Apuré el paso y, al llegar a un recodo, giré a mi izquierda y corrí tan rápido como pude hasta la siguiente encrucijada. Volví a doblar, ahora a la derecha. Seguí corriendo un corto trecho y doblé a la derecha otra vez. No me detuve y seguí corriendo y girando a uno y otro lado, siempre huyendo del murmullo que delataba a mis seguidores.
No podría seguir mucho más. Mis perseguidores aún no se habían acercado lo suficiente como para lanzárseme encima, pero podrían hacerlo en cualquier momento. Podía adivinar sus caras, sus gestos, su odio. Intentaba no pensar en qué harían conmigo en el caso de que me alcanzaran si me alcanzaban. Doblé una esquina y casi volteo un tablón repleto de libros usados que se hallaba en medio del pasillo. Frente al tablón estaba el puesto. Nadie parecía atenderlo. No sé cómo supe que podía funcionar. Ni siquiera sé a ciencia cierta si en ese momento estaba convencido de que sirviera de algo hacerlo. Simplemente salté por encima del tablón y caí del otro lado junto con algunos libros. Esperé en silencio. Después de un buen rato, un tipo se asomó por encima del tablón y me preguntó:
—¿Tenés algo de Cortázar?
Permanecí en silencio y esperé a que el tipo se fuera. Pero el hombre no se movió, siguió ahí esperando mi respuesta. Incluso parecía divertido.
—Buscá por allá —le dije señalando hacia cualquier lado, sin siquiera ponerme de pie, mientras se me hacía escuchar a la turba pasar corriendo por el pasillo, sedienta de una sangre que, al menos esta vez, no podría probar.
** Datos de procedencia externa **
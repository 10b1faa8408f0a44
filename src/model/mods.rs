use std::fmt::{Debug, Formatter, Result as FmtResult};

use rosu_mods::{GameModIntermode, GameModsIntermode, GameModsLegacy};

/// Collection of game mods.
///
/// This type can be created through its `From<T>` implementations where `T`
/// can be
/// - `u32` (legacy bitflags)
/// - [`rosu_mods::GameModsLegacy`]
/// - [`rosu_mods::GameModsIntermode`]
/// - [`&rosu_mods::GameModsIntermode`](rosu_mods::GameModsIntermode)
#[derive(Clone, PartialEq)]
pub struct GameMods {
    inner: GameModsInner,
}

/// Inner type of [`GameMods`] so that remote types contained in variants
/// don't need to be re-exported.
#[derive(Clone, PartialEq)]
enum GameModsInner {
    Intermode(GameModsIntermode),
    Legacy(GameModsLegacy),
}

impl GameMods {
    pub(crate) const DEFAULT: Self = Self {
        inner: GameModsInner::Legacy(GameModsLegacy::NoMod),
    };

    /// Returns the mods' clock rate.
    pub(crate) fn clock_rate(&self) -> f64 {
        match self.inner {
            GameModsInner::Intermode(ref mods) => mods.legacy_clock_rate(),
            GameModsInner::Legacy(mods) => mods.clock_rate(),
        }
    }

    pub(crate) fn od_ar_hp_multiplier(&self) -> f64 {
        if self.hr() {
            1.4
        } else if self.ez() {
            0.5
        } else {
            1.0
        }
    }
}

impl Debug for GameMods {
    fn fmt(&self, f: &mut Formatter<'_>) -> FmtResult {
        match self.inner {
            GameModsInner::Intermode(ref mods) => Debug::fmt(mods, f),
            GameModsInner::Legacy(ref mods) => Debug::fmt(mods, f),
        }
    }
}

macro_rules! impl_has_mod {
    ( $( $fn:ident: $sign:tt $name:ident [ $s:literal ], )* ) => {
        impl GameMods {
            $(
                #[doc = "Check whether [`GameMods`] contain `"]
                #[doc = $s]
                #[doc = "`."]
                pub(crate) fn $fn(&self) -> bool {
                    match self.inner {
                        GameModsInner::Intermode(ref mods) => {
                            mods.contains(GameModIntermode::$name)
                        },
                        GameModsInner::Legacy(_mods) => {
                            impl_has_mod!(LEGACY $sign $name _mods)
                        },
                    }
                }
            )*
        }
    };

    ( LEGACY + $name:ident $mods:ident ) => {
        $mods.contains(GameModsLegacy::$name)
    };

    ( LEGACY - $name:ident $mods:ident ) => {
        false
    };
}

impl_has_mod! {
    nf: + NoFail ["NoFail"],
    ez: + Easy ["Easy"],
    td: + TouchDevice ["TouchDevice"],
    hd: + Hidden ["Hidden"],
    hr: + HardRock ["HardRock"],
    rx: + Relax ["Relax"],
    fl: + Flashlight ["Flashlight"],
    so: + SpunOut ["SpunOut"],
    ap: + Autopilot ["Autopilot"],
    bl: - Blinds ["Blinds"],
}

impl Default for GameMods {
    fn default() -> Self {
        Self::DEFAULT
    }
}

impl From<GameModsIntermode> for GameMods {
    fn from(mods: GameModsIntermode) -> Self {
        Self {
            inner: GameModsInner::Intermode(mods),
        }
    }
}

impl From<&GameModsIntermode> for GameMods {
    fn from(mods: &GameModsIntermode) -> Self {
        // If only legacy mods are set, use `GameModsLegacy` and thus avoid
        // allocating an owned `GameModsIntermode` instance.
        match mods.checked_bits() {
            Some(bits) => bits.into(),
            None => mods.to_owned().into(),
        }
    }
}

impl From<GameModsLegacy> for GameMods {
    fn from(mods: GameModsLegacy) -> Self {
        Self {
            inner: GameModsInner::Legacy(mods),
        }
    }
}

impl From<u32> for GameMods {
    fn from(bits: u32) -> Self {
        GameModsLegacy::from_bits(bits).into()
    }
}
Al final el tipo se fue sin comprar nada y yo me quedé escondido en el puesto hasta que se hizo de noche. Entonces salí al pasillo. No quedaban ya compradores y todos los puestos tenían sus toldos plegados. Tomé el tablón con los libros y lo coloqué dentro del puesto. Plegué el toldo y me quedé despierto dentro del quiosco toda la noche.
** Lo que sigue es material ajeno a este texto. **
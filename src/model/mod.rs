pub mod beatmap;
pub mod hit_object;
pub mod mods;
pub mod pos;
No puedo asegurar cuántas veces he plegado este toldo y me he quedado insomne en la oscuridad acompañado por mis libros. Todavía me ilusiono con encontrar alguna salida de esta feria, así que probablemente no haya transcurrido el tiempo suficiente para resignarme a mi destino. Cada mediodía coloco sobre los libros un cartelito que dice “Fui a almorzar” y recorro el laberinto de pasillos, en busca de la salida. Intenté miles de veces dibujar un mapa del lugar, pero de nada sirve porque los puestos nunca están en el mismo lugar. Vaya por donde vaya, camine el tiempo que camine, cuando siento que mis fuerzas comienzan a abandonarme, me encuentro siempre con este puesto de libros. Entonces, paso por debajo del tablón, guardo el cartelito de “Fui a almorzar”, y me siento a esperar al próximo cliente.